- _THE DATA_
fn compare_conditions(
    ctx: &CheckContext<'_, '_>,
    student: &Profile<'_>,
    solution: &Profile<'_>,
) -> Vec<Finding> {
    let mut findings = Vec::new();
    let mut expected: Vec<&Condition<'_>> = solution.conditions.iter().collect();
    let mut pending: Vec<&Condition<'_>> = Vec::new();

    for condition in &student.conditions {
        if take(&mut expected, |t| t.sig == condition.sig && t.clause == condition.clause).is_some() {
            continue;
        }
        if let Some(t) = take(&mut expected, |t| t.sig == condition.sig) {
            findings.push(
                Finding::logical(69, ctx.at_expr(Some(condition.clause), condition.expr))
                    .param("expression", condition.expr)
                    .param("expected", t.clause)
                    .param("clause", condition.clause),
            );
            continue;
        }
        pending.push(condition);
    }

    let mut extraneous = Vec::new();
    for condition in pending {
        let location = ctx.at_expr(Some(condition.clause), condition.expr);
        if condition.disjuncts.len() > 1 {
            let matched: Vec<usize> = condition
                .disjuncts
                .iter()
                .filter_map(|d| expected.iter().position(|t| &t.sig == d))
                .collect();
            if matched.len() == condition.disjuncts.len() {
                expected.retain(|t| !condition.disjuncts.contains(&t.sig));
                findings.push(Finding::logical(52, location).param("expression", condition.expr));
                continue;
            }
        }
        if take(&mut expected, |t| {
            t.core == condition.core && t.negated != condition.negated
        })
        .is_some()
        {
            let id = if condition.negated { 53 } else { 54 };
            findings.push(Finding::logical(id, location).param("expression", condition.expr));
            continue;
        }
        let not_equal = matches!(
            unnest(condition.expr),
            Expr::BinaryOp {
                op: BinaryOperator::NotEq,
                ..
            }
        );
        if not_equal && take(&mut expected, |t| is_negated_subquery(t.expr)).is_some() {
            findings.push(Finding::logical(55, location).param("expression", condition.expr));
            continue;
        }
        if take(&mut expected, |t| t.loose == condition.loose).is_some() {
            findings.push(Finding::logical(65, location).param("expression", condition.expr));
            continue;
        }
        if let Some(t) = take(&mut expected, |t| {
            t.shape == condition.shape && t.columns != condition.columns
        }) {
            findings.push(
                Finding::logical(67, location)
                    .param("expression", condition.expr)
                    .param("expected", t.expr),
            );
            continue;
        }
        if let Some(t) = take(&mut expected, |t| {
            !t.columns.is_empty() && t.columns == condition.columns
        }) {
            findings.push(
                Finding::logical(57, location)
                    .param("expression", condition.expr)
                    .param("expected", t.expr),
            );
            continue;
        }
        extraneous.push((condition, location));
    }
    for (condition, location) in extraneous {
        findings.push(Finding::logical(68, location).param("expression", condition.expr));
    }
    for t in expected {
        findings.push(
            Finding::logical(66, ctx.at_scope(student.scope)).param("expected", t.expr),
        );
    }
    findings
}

- _WORK TASK_
For each line above that includes "disjuncts", copy the line.

- _EXPECTED ANSWER_
        if condition.disjuncts.len() > 1 {
                .disjuncts
            if matched.len() == condition.disjuncts.len() {
                expected.retain(|t| !condition.disjuncts.contains(&t.sig));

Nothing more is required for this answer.